I wake to a snap in my chest.
Not pain—never pain.
Relief.
Sharp and sudden, like a knot I didn't realize I'd been carrying finally loosening. Like a breath I've been holding for years being released all at once. My eyes fly open as instinct takes over, my hand clutching my sternum as I try to understand what just shifted inside me.
The bond.
The one that formed the day I became King.
It's still there—but it's… altered. No longer seated like a crown pressed directly into my ribs. It hasn't vanished. It's been moved.
Repositioned.
I reach inward, pushing past muscle and bone and blood, into the place where instinct and authority live. The familiar web spreads out before me—the kingdom, the packs, the wolves. I still feel them. Every heartbeat, every presence, every thread of loyalty and instinctual awareness.
But something is missing.
The weight.
The submission.
Where there was once a constant, grounding pressure—like the world leaning into me—I now feel space. Distance. Not rejection. Not loss.
Transfer.
For a moment, panic tries to claw its way up my spine.

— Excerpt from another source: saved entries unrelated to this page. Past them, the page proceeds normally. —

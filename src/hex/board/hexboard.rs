use std::rc::Rc;

use crate::hex::consts::Color;
use crate::hex::coords::{Geometry, HexPoint};
use crate::hex::ice::{Ice, IceConfig, InferiorCells};
use crate::hex::sets::{Bitset, SetOps};
use crate::hex::vc::{SimpleVcBuilder, VcBuilder};

use super::{Groups, PatternState, StoneBoard};

fn color_idx(c: Color) -> usize {
    match c {
        Color::Black => 0,
        Color::White => 1,
        _ => panic!("only BLACK and WHITE index per-colour board state"),
    }
}

struct HistoryFrame {
    board: StoneBoard,
    inferior: InferiorCells,
    to_play: Color,
    last_played: Option<HexPoint>,
}

/// The composed position: a StoneBoard plus every piece of derived state
/// (groups, pattern snapshot, inferior cells, virtual connections) kept
/// consistent across moves and undos. This is what the solver actually
/// searches over.
pub struct HexBoard {
    geometry: Rc<Geometry>,
    ice: Ice,
    board: StoneBoard,
    groups: Groups,
    pattern_state: PatternState,
    inferior: InferiorCells,
    vc: [SimpleVcBuilder; 2],
    to_play: Color,
    last_played: Option<HexPoint>,
    history: Vec<HistoryFrame>,
    backup_ice_info: bool,
}

impl HexBoard {
    pub fn new(geometry: Rc<Geometry>, ice_config: IceConfig) -> HexBoard {
        let board = StoneBoard::new(geometry.clone());
        let groups = Groups::rebuild(&board);
        let pattern_state = PatternState::rebuild(&board);
        HexBoard {
            geometry,
            ice: Ice::new(ice_config),
            board,
            groups,
            pattern_state,
            inferior: InferiorCells::default(),
            vc: [SimpleVcBuilder::new(), SimpleVcBuilder::new()],
            to_play: Color::Black,
            last_played: None,
            history: Vec::new(),
            backup_ice_info: false,
        }
    }

    pub fn set_backup_ice_info(&mut self, enabled: bool) {
        self.backup_ice_info = enabled;
    }

    pub fn ice_config(&self) -> &IceConfig {
        self.ice.config()
    }

    pub fn set_ice_config(&mut self, config: IceConfig) {
        self.ice.set_config(config);
    }

    pub fn geometry(&self) -> &Rc<Geometry> {
        &self.geometry
    }

    pub fn board(&self) -> &StoneBoard {
        &self.board
    }

    pub fn groups(&self) -> &Groups {
        &self.groups
    }

    pub fn pattern_state(&self) -> &PatternState {
        &self.pattern_state
    }

    pub fn inferior(&self) -> &InferiorCells {
        &self.inferior
    }

    pub fn vc(&self, color: Color) -> &SimpleVcBuilder {
        &self.vc[color_idx(color)]
    }

    pub fn to_play(&self) -> Color {
        self.to_play
    }

    pub fn last_played(&self) -> Option<HexPoint> {
        self.last_played
    }

    /// Empty cells that are still worth considering a move on: not dead,
    /// captured, or permanently inferior.
    pub fn playable_cells(&self) -> Bitset {
        self.inferior.playable(&self.board.empty())
    }

    fn resync_derived(&mut self) {
        self.groups = Groups::rebuild(&self.board);
        self.pattern_state = PatternState::rebuild(&self.board);
    }

    fn rebuild_vcs_from_scratch(&mut self) {
        for color in [Color::Black, Color::White] {
            self.vc[color_idx(color)].build(&self.board, &self.groups, color);
        }
    }

    /// Clears history, recomputes ICE, and rebuilds both colours' VCs from
    /// scratch. The entry point for setting up a fresh position.
    pub fn compute_all(&mut self, color_to_play: Color) {
        self.history.clear();
        self.to_play = color_to_play;
        self.last_played = None;
        self.inferior = self.ice.compute_fillin(&mut self.board, color_to_play);
        self.resync_derived();
        self.rebuild_vcs_from_scratch();
    }

    /// Plays a single stone, pushing a history frame so it can be undone.
    pub fn play_move(&mut self, color: Color, cell: HexPoint) {
        self.history.push(HistoryFrame {
            board: self.board.clone(),
            inferior: self.inferior.clone(),
            to_play: self.to_play,
            last_played: self.last_played,
        });

        self.board.set(cell, color);
        self.to_play = -color;
        self.last_played = Some(cell);

        self.inferior = self.ice.compute_fillin(&mut self.board, self.to_play);
        self.resync_derived();

        let filled: Bitset = std::iter::once(cell).chain(self.inferior.all_filled()).collect();
        for c in [Color::Black, Color::White] {
            self.vc[color_idx(c)].add_filled(&self.board, &self.groups, c, &filled);
        }
    }

    /// Plays a batch of stones for decomposition side-solving. Does not
    /// touch the Zobrist hash's role as a transposition key for the parent
    /// search (the hash still changes, since StoneBoard::set always
    /// updates it, but callers solving a decomposed side are expected to
    /// use a dedicated, scoped table rather than the parent's).
    pub fn play_stones(&mut self, color: Color, stones: &Bitset, color_to_play_next: Color) {
        self.history.push(HistoryFrame {
            board: self.board.clone(),
            inferior: self.inferior.clone(),
            to_play: self.to_play,
            last_played: self.last_played,
        });

        for cell in stones.iter() {
            if self.board.is_empty(cell) {
                self.board.set(cell, color);
            }
        }
        self.to_play = color_to_play_next;
        self.last_played = None;

        self.inferior = self.ice.compute_fillin(&mut self.board, self.to_play);
        self.resync_derived();

        let filled: Bitset = stones.union(&self.inferior.all_filled());
        for c in [Color::Black, Color::White] {
            self.vc[color_idx(c)].add_filled(&self.board, &self.groups, c, &filled);
        }
    }

    /// Adds fill-in stones without pushing a new history frame; they are
    /// attached to whatever frame is currently on top (or considered part
    /// of the initial position if history is empty).
    pub fn add_stones(&mut self, color: Color, stones: &Bitset, color_to_play_next: Color) {
        for cell in stones.iter() {
            if self.board.is_empty(cell) {
                self.board.set(cell, color);
            }
        }
        self.to_play = color_to_play_next;

        self.inferior = self.ice.compute_fillin(&mut self.board, self.to_play);
        self.resync_derived();

        for c in [Color::Black, Color::White] {
            self.vc[color_idx(c)].recompute_in_place(&self.board, &self.groups, c);
        }
    }

    /// Pops the most recent history frame, restoring the board and
    /// inferior-cell state exactly as they were. With `backup_ice_info`
    /// enabled, the InferiorCells proven since that frame are merged back
    /// in rather than discarded, on the assumption they remain valid after
    /// removing a stone (sound because ICE's proofs only get weaker, never
    /// invalid, when cells are un-played closer to empty).
    pub fn undo_move(&mut self) -> bool {
        let Some(frame) = self.history.pop() else {
            return false;
        };

        let popped_inferior = std::mem::replace(&mut self.inferior, frame.inferior);
        self.board = frame.board;
        self.to_play = frame.to_play;
        self.last_played = frame.last_played;

        if self.backup_ice_info {
            self.inferior.dead.union_inplace(&popped_inferior.dead.intersect(&self.board.empty()));
        }

        self.resync_derived();
        for color in [Color::Black, Color::White] {
            self.vc[color_idx(color)].revert();
        }
        true
    }
}

#[cfg(test)]
mod tests {
    use super::*;

    #[test]
    fn play_then_undo_restores_the_board() {
        let g = Rc::new(Geometry::new(5, 5));
        let mut hb = HexBoard::new(g.clone(), IceConfig::default());
        hb.compute_all(Color::Black);
        let before_hash = hb.board().hash();

        hb.play_move(Color::Black, g.cell(2, 2));
        assert_ne!(hb.board().hash(), before_hash);

        assert!(hb.undo_move());
        assert_eq!(hb.board().hash(), before_hash);
        assert_eq!(hb.to_play(), Color::Black);
    }

    #[test]
    fn playable_cells_excludes_corners() {
        let g = Rc::new(Geometry::new(5, 5));
        let mut hb = HexBoard::new(g.clone(), IceConfig::default());
        hb.compute_all(Color::Black);
        let playable = hb.playable_cells();
        assert!(!playable.contains(g.cell(0, 0)));
    }

    #[test]
    fn undo_with_no_history_is_a_no_op() {
        let g = Rc::new(Geometry::new(5, 5));
        let mut hb = HexBoard::new(g.clone(), IceConfig::default());
        hb.compute_all(Color::Black);
        assert!(!hb.undo_move());
    }
}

Not because I fear losing power—but because I fear what it means to no longer be the axis everything turns on. Kings are shaped by weight. By responsibility pressed so hard into the bones it becomes indistinguishable from self. For years, I told myself that was purpose. That the pressure was proof I was doing something right.
But standing here—feeling the space where that weight once lived—I realize how wrong I was.
The crown didn't make me strong.
It made me endure.
And endurance is not the same as belonging.
I breathe slowly, letting the truth settle. The bonds haven't rejected me. They haven't gone cold or distant. They're still warm, still familiar—but they no longer lean on me. No longer demand. They rest differently now, like a river that has found its true course after years of being forced through stone.
I think of Samantha.
Of the way the pack reacts to her without being told. The way wolves still, breathe deeper, remember when she enters a room. I think of the reverence I've felt echo through the bonds since she claimed herself—not commanded, not seized, but accepted.
I wasn't replaced.
I was relieved.
The realization hits with a strange, aching clarity: I was never meant to be the foundation. I was meant to be the shield. The blade. The balance at her side.
A king-consort, not diminished—but finally aligned.
Cade shifts within me, content, settled in a way I've never felt before. The restlessness that used to gnaw at him—the instinct to dominate everything, to assert, to prove—has quieted.
This is right, he says simply.
And for the first time since I took the throne, I don't feel like I'm holding the world together with force of will alone.
I feel like I'm standing exactly where I was always meant to be.
I close my eyes and go deeper.
The bonds appear as they always have—tethers of light stretching across territories, across packs, across bloodlines. Mine has always been the strongest. The thickest. Gold threaded with shadow, every other line feeding into it, responding to it, bending toward it.
Until now.
Above me—above—is another.
It takes my breath.
Thicker. Brighter. Silver shot through with violent violet, like moonlight caught in fire. It pulses once, slow and undeniable, and the other tethers answer it instinctively. Not in fear.
In recognition.
I watch as pack after pack realigns, their bonds tightening toward her instead of me. Not severing from me—never that—but no longer rooted in my authority.
I follow my own tether and see something new.
A branch.
It curves differently now, not dominant, not central—connected. Anchored to that silver-violet light in a way that makes my chest ache.
I tug on it reflexively and gasp.
The mate bond.
My bond to Samantha.
And suddenly, everything clicks into place.
I am no longer the reigning monarch.
The crown has shifted.
The wolves didn't choose chaos. They didn't rebel.
They remembered.
Samantha.
White Wolf.
Queen Alpha.
Not Queen Luna. Not consort. Not shadowed beside a throne.
The throne itself.
Cade stirs within me, his presence steady, ancient, utterly calm.
As it should have been, he rumbles.
I swallow hard, emotion pressing thick behind my ribs. "Yes," I breathe. "As it should have been."
My great-grandfather stole what was never his. Slaughtered a lineage born to rule because he craved power instead of understanding it. He took a crown that rejected his blood and forced the world to accept the lie.
And now—
The lie has ended.
I don't feel anger.
I feel something far more dangerous.
Relief.
Because the weight I carried was never truly meant for me alone. Because the throne never fit the way it should have. Because the world has finally corrected itself.
"She's stronger than me," I murmur.
Cade huffs softly, almost amused. She always was.
I don't resist the truth.
I don't mourn the crown.
I welcome the balance.
Because a king who clings to stolen power is no king at all.
And the Queen has finally come home.